(THE TASK) Would you set down every line of the data below exactly as it reads?

(DATA UNDER STUDY)

//! Configuration management subsystem.
//!
//! # Data Flow
//! ```text
//! config file (TOML)
//!     → loader.rs (parse & deserialize)
//!     → validation.rs (semantic checks)
//!     → ServerConfig (validated, immutable)
//!     → cloned into each subsystem at startup
//! ```
//!
//! # Design Decisions
//! - Config is immutable once loaded; changes require a restart
//! - All fields have defaults to allow minimal configs
//! - Validation separates syntactic (serde) from semantic checks

pub mod loader;
pub mod schema;
pub mod validation;

pub use loader::{load_config, parse_config, ConfigError};
pub use schema::{
    CacheConfig, CompressionConfig, DatabaseConfig, GridConfig, ListenerConfig,
    ObservabilityConfig, RateLimitConfig, ServerConfig, StaticFilesConfig,
};
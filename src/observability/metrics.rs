//! Metrics collection and exposition.
//!
//! # Metrics
//! - `soulgrid_requests_total` (counter): requests by method, status
//! - `soulgrid_request_duration_seconds` (histogram): latency distribution
//! - `soulgrid_rate_limited_total` (counter): requests rejected with 429
//! - `soulgrid_rate_limit_keys` (gauge): keys tracked after the last sweep
//! - `soulgrid_souls_created_total` (counter): new souls
//! - `soulgrid_claims_total` (counter): paint attempts by outcome
//!
//! Without an installed recorder every call is a no-op.

use std::net::SocketAddr;
use std::time::Instant;

use metrics::{counter, gauge, histogram};
use metrics_exporter_prometheus::PrometheusBuilder;

/// Install the Prometheus recorder and its scrape listener.
pub fn init_metrics(addr: SocketAddr) {
    match PrometheusBuilder::new().with_http_listener(addr).install() {
        Ok(()) => tracing::info!(address = %addr, "Metrics endpoint listening"),
        Err(e) => tracing::error!(error = %e, "Failed to install metrics exporter"),
    }
}

pub fn record_request(method: &str, status: u16, start: Instant) {
    counter!(
        "soulgrid_requests_total",
        "method" => method.to_string(),
        "status" => status.to_string()
    )
    .increment(1);
    histogram!("soulgrid_request_duration_seconds").record(start.elapsed().as_secs_f64());
}

pub fn record_rate_limited() {
    counter!("soulgrid_rate_limited_total").increment(1);
}

pub fn record_rate_limit_keys(tracked: usize) {
    gauge!("soulgrid_rate_limit_keys").set(tracked as f64);
}

pub fn record_soul_created() {
    counter!("soulgrid_souls_created_total").increment(1);
}

pub fn record_claim(outcome: &'static str) {
    counter!("soulgrid_claims_total", "outcome" => outcome).increment(1);
}
//! HTTP protocol handling subsystem.
//!
//! # Data Flow
//! ```text
//! TCP connection
//!     → server.rs (Axum setup, middleware stack)
//!     → security::rate_limit (429 or continue)
//!     → souls::middleware (attach SoulContext)
//!     → compression (br / zstd / gzip)
//!     → handlers.rs (pixels, souls)
//!     → response.rs (error → status + JSON body)
//!     → Send to client
//! ```

pub mod handlers;
pub mod response;
pub mod server;

pub use handlers::AppState;
pub use response::{ApiError, ErrorBody};
pub use server::HttpServer;
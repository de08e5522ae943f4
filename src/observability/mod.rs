//! Observability subsystem.
//!
//! # Data Flow
//! ```text
//! All subsystems produce:
//!     → logging.rs (structured log events)
//!     → metrics.rs (counters, gauges, histograms)
//!
//! Consumers:
//!     → stdout
//!     → Metrics endpoint (Prometheus scrape)
//! ```
//!
//! # Design Decisions
//! - Request ID (x-request-id) flows through the trace span
//! - Metrics are cheap (atomic increments) and optional

pub mod logging;
pub mod metrics;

(OUTPUT FOR THIS EXERCISE)
//! Configuration management subsystem.
//!
//! # Data Flow
//! ```text
//! config file (TOML)
//!     → loader.rs (parse & deserialize)
//!     → validation.rs (semantic checks)
//!     → ServerConfig (validated, immutable)
//!     → cloned into each subsystem at startup
//! ```
//!
//! # Design Decisions
//! - Config is immutable once loaded; changes require a restart
//! - All fields have defaults to allow minimal configs
//! - Validation separates syntactic (serde) from semantic checks

pub mod loader;
pub mod schema;
pub mod validation;

pub use loader::{load_config, parse_config, ConfigError};
pub use schema::{
    CacheConfig, CompressionConfig, DatabaseConfig, GridConfig, ListenerConfig,
    ObservabilityConfig, RateLimitConfig, ServerConfig, StaticFilesConfig,
};
filename src/observability/metrics.rs
//! Metrics collection and exposition.
//!
//! # Metrics
//! - `soulgrid_requests_total` (counter): requests by method, status
//! - `soulgrid_request_duration_seconds` (histogram): latency distribution
//! - `soulgrid_rate_limited_total` (counter): requests rejected with 429
//! - `soulgrid_rate_limit_keys` (gauge): keys tracked after the last sweep
//! - `soulgrid_souls_created_total` (counter): new souls
//! - `soulgrid_claims_total` (counter): paint attempts by outcome
//!
//! Without an installed recorder every call is a no-op.

use std::net::SocketAddr;
use std::time::Instant;

use metrics::{counter, gauge, histogram};
use metrics_exporter_prometheus::PrometheusBuilder;

/// Install the Prometheus recorder and its scrape listener.
pub fn init_metrics(addr: SocketAddr) {
    match PrometheusBuilder::new().with_http_listener(addr).install() {
        Ok(()) => tracing::info!(address = %addr, "Metrics endpoint listening"),
        Err(e) => tracing::error!(error = %e, "Failed to install metrics exporter"),
    }
}

pub fn record_request(method: &str, status: u16, start: Instant) {
    counter!(
        "soulgrid_requests_total",
        "method" => method.to_string(),
        "status" => status.to_string()
    )
    .increment(1);
    histogram!("soulgrid_request_duration_seconds").record(start.elapsed().as_secs_f64());
}

pub fn record_rate_limited() {
    counter!("soulgrid_rate_limited_total").increment(1);
}

pub fn record_rate_limit_keys(tracked: usize) {
    gauge!("soulgrid_rate_limit_keys").set(tracked as f64);
}

pub fn record_soul_created() {
    counter!("soulgrid_souls_created_total").increment(1);
}

pub fn record_claim(outcome: &'static str) {
    counter!("soulgrid_claims_total", "outcome" => outcome).increment(1);
}
//! HTTP protocol handling subsystem.
//!
//! # Data Flow
//! ```text
//! TCP connection
//!     → server.rs (Axum setup, middleware stack)
//!     → security::rate_limit (429 or continue)
//!     → souls::middleware (attach SoulContext)
//!     → compression (br / zstd / gzip)
//!     → handlers.rs (pixels, souls)
//!     → response.rs (error → status + JSON body)
//!     → Send to client
//! ```

pub mod handlers;
pub mod response;
pub mod server;

pub use handlers::AppState;
pub use response::{ApiError, ErrorBody};
pub use server::HttpServer;
repository de08e5522ae943f4
filename src/observability/mod.rs
//! Observability subsystem.
//!
//! # Data Flow
//! ```text
//! All subsystems produce:
//!     → logging.rs (structured log events)
//!     → metrics.rs (counters, gauges, histograms)
//!
//! Consumers:
//!     → stdout
//!     → Metrics endpoint (Prometheus scrape)
//! ```
//!
//! # Design Decisions
//! - Request ID (x-request-id) flows through the trace span
//! - Metrics are cheap (atomic increments) and optional

pub mod logging;
pub mod metrics;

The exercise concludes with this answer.